Leading the attack is Robert Albertson, a 46-year-old inventor and the president of Tonka Tools Inc., and its subsidiary, Tonk-a-Phone Inc., of Excelsior, Minn. In its first four months alone, the company has sold more than $500,000 of alternative pay phones, called Tonk-a-Phones. More recently, GNT Automatic Inc. of Waltham, Mass., a subsidiary of a Danish telephone maker, has begun marketing the Paymark, a tabletop pay phone that operates on a slightly different principle.

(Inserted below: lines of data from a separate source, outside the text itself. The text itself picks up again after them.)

// Copyright (c) 2025 Geoffrey Huntley <ghuntley@ghuntley.com>. All rights
// reserved. SPDX-License-Identifier: Proprietary

//! Beacon usage analytics server.
//!
//! This crate provides the HTTP server for event ingestion and rollup
//! queries, the SQLite bootstrap, the session cookie transport, and the
//! background job scheduler that triggers periodic aggregation.

pub mod api;
pub mod client_session;
pub mod db;
pub mod jobs;
pub mod routes;

pub use api::{create_app_state, create_router, AppState};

Neither of these devices is much like a standard pay phone. Unlike a Bell phone, they do not require special lines for determining the cost and length of a call; both functions can be set on the phone itself. They also work somewhat differently. To place a call, a person inserts the appropriate coins, dials the number, and waits. When the other party answers, the caller pushes a button that causes the coins to drop, activating a microphone in the receiver; the caller can then speak to the person he or she has called. If there is no answer, the coins are returned.
But, mechanics aside, alternative pay phones do have one distinct advantage over Bell pay phones: The revenues, and profits, go to the phone's owner.

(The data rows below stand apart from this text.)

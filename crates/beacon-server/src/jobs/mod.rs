// Copyright (c) 2025 Geoffrey Huntley <ghuntley@ghuntley.com>. All rights reserved.
// SPDX-License-Identifier: Proprietary

//! Background job scheduling.
//!
//! A deliberately small scheduler: periodic jobs with cancellation and
//! graceful shutdown. Jobs run on fixed intervals and perform no automatic
//! retries; a failed run is logged and the next tick tries again.

pub mod aggregation;
pub mod context;
pub mod scheduler;

pub use aggregation::AggregationJob;
pub use context::{CancellationToken, JobContext};
pub use scheduler::JobScheduler;

use async_trait::async_trait;
use thiserror::Error;

/// Errors surfaced by job runs and scheduler operations.
#[derive(Debug, Error)]
pub enum JobError {
	/// Job observed its cancellation token
	#[error("job cancelled")]
	Cancelled,

	/// Job run failed
	#[error("job failed: {0}")]
	Failed(String),

	/// Unknown job id
	#[error("job not found: {0}")]
	NotFound(String),
}

/// Result of a successful job run.
#[derive(Debug, Clone)]
pub struct JobOutput {
	pub message: String,
	pub metadata: Option<serde_json::Value>,
}

/// A schedulable background job.
#[async_trait]
pub trait Job: Send + Sync {
	fn id(&self) -> &str;
	fn name(&self) -> &str;
	fn description(&self) -> &str;
	async fn run(&self, ctx: &JobContext) -> Result<JobOutput, JobError>;
}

With a Tonk-a-Phone, for example, the buyer pays about $650 for the telephone, the installation, and the business line hookup. Any additional money that comes in is clear profit. By contrast, the local phone company gets to keep most -- if not all -- of the profit from a Bell pay phone. Indeed, the establishment that installs one may well wind up paying for the privilege of having it on the premises.
"I had a Bell phone in here from 1970 on," says Roger Handevidt of Fort Lauderdale, Fla., who installed a Tonk-a-Phone in his boardinghouse last spring and signed on as a distributor. "I was paying about $47 [per month] just for the business line, and I never got a dime out of it. With the Tonka, I still pay for the phone line, but every quarter that goes into it is mine. At the rate it's been going, the phone will probably pay for itself in about a year."
Needless to say, local phone companies are not thrilled about the new competition. In Minnesota, Northwestern Bell Telephone Co. went so far as to pull the plug on business lines connected to Tonk-a-Phones. In other states, phone companies have delayed their introduction. To date, only a handful of alternative pay phones have been installed.
There are, in fact, some important regulatory issues involved. The phone companies argue that pay phones constitute a public service, which could deteriorate under deregulation. Nevertheless, it appears that full deregulation of pay phones is only a matter of time. The Federal Communications Commission presently has no authority to register or approve coin phones for connection to the public system, but the FCC has no objection in principle to the use of non-Bell pay phones, according to Bill Von Alven, manager of the FCC's Telephone Equipment Registration Program. As for the issue of reselling local phone service, that is largely a decision for the states. At least five are now considering the question.
Meanwhile, Albertson is charging ahead. He has developed a long-distance pay phone and is talking to MCI, Combined Network, and Solon Automated Services about providing low-cost, long distance service. He also looks forward to the day when Bell loses its last monopoly -- on the local phone lines themselves. Independent companies "have already taken away 6% of Bell's business," he says. "That trend will only increase in the future." If it does, Albertson may fulfill his fondest wish -- a life without Bell. "Us and Bell don't get along," he says.